■ PROBLEM REQUIREMENTS
Retype, exactly as they appear below, the lines between the line holding "pub struct Cli" and the line holding "pub enum Command", both ends included.

== EXERCISE INPUT

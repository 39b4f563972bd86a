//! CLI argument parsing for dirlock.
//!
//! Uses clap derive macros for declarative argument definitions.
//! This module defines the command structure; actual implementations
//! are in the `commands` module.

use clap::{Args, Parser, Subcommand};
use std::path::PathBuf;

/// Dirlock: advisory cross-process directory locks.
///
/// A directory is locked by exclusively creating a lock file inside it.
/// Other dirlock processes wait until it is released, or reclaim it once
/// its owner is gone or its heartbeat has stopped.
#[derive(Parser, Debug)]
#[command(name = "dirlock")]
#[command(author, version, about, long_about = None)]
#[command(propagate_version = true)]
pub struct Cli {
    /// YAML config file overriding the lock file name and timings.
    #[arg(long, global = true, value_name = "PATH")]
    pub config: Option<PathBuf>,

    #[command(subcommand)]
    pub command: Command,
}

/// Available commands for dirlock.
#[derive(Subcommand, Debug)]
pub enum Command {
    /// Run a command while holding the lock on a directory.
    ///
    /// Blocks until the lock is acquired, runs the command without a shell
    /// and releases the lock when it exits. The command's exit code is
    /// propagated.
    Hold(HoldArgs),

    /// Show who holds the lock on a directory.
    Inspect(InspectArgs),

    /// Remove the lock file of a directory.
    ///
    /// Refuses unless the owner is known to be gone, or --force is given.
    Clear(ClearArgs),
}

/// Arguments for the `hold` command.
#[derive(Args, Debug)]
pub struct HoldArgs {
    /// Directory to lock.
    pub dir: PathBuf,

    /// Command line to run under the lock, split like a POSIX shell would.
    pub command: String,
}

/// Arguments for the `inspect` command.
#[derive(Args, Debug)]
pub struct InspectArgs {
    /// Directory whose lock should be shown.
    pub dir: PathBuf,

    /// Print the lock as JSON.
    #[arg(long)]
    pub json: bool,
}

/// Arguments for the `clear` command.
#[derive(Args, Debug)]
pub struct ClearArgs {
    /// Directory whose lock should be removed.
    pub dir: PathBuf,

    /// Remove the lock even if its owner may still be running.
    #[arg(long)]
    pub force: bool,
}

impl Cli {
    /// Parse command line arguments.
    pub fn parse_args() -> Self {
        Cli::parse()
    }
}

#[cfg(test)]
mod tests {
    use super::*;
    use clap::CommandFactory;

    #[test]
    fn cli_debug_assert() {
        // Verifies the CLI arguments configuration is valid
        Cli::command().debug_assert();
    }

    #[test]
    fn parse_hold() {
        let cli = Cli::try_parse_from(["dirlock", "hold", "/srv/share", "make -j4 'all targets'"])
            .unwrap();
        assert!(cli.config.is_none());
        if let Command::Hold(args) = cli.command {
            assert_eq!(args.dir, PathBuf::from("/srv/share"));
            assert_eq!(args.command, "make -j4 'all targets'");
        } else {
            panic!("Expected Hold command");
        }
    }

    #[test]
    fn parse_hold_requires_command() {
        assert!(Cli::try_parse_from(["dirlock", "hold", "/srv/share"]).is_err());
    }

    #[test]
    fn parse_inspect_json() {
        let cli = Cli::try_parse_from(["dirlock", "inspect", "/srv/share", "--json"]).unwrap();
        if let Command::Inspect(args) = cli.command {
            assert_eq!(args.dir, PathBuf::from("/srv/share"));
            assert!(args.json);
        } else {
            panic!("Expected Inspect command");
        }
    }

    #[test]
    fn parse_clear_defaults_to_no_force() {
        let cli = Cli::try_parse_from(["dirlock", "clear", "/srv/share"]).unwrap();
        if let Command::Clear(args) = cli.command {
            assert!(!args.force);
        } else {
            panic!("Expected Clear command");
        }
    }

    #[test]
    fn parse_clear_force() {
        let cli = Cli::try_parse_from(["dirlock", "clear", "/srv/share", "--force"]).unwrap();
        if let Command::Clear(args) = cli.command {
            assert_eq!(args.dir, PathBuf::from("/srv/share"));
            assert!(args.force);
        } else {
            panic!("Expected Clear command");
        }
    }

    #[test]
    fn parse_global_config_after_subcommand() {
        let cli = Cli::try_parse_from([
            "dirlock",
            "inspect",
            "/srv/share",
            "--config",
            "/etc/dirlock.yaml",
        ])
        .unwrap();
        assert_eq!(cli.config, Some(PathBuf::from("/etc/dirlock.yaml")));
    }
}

====

■ TASK SOLUTION
pub struct Cli {
    /// YAML config file overriding the lock file name and timings.
    #[arg(long, global = true, value_name = "PATH")]
    pub config: Option<PathBuf>,

    #[command(subcommand)]
    pub command: Command,
}

/// Available commands for dirlock.
#[derive(Subcommand, Debug)]
pub enum Command {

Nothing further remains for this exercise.